» Requirement:
Among the lines below, return each one that contains the word "liveness".
-- Records for processing follows --
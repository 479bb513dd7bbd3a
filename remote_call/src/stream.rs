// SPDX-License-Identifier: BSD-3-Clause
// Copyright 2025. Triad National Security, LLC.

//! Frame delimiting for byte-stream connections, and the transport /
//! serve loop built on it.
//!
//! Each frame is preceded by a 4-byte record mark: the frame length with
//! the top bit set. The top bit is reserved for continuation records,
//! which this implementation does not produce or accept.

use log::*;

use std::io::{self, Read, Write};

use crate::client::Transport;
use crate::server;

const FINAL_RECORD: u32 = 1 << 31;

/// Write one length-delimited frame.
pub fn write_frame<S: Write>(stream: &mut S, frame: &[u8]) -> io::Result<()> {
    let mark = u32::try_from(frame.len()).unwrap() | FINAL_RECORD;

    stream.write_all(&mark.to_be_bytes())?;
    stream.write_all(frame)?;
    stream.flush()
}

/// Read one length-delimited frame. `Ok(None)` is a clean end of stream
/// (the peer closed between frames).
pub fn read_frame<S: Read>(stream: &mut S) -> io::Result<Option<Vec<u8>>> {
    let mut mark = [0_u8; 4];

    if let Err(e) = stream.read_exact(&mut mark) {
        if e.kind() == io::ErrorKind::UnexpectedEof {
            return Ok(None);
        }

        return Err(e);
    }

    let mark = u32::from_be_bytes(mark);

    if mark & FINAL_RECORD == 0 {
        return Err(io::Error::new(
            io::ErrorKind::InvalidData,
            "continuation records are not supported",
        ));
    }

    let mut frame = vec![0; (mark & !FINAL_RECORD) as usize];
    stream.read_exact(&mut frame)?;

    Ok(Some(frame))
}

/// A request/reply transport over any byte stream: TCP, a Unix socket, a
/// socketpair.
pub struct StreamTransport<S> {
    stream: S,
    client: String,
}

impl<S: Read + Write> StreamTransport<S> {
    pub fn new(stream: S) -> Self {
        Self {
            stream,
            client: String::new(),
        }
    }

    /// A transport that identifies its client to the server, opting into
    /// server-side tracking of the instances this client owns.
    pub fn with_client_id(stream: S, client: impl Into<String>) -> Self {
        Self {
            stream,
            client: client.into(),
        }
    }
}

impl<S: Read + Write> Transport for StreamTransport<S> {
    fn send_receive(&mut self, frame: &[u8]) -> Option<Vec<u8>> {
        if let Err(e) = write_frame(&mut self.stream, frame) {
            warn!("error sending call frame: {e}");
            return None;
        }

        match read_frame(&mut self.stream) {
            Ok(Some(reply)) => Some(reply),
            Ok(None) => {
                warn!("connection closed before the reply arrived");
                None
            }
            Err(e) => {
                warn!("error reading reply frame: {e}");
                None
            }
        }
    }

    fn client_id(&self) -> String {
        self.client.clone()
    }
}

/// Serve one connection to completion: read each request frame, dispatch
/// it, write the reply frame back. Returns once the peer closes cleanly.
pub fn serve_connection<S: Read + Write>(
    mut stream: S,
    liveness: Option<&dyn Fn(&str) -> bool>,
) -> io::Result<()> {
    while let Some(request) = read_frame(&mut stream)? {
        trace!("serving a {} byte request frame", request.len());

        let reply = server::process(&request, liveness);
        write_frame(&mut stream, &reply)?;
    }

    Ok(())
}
-- Records for processing concluded --
» Task output:
    liveness: Option<&dyn Fn(&str) -> bool>,
        let reply = server::process(&request, liveness);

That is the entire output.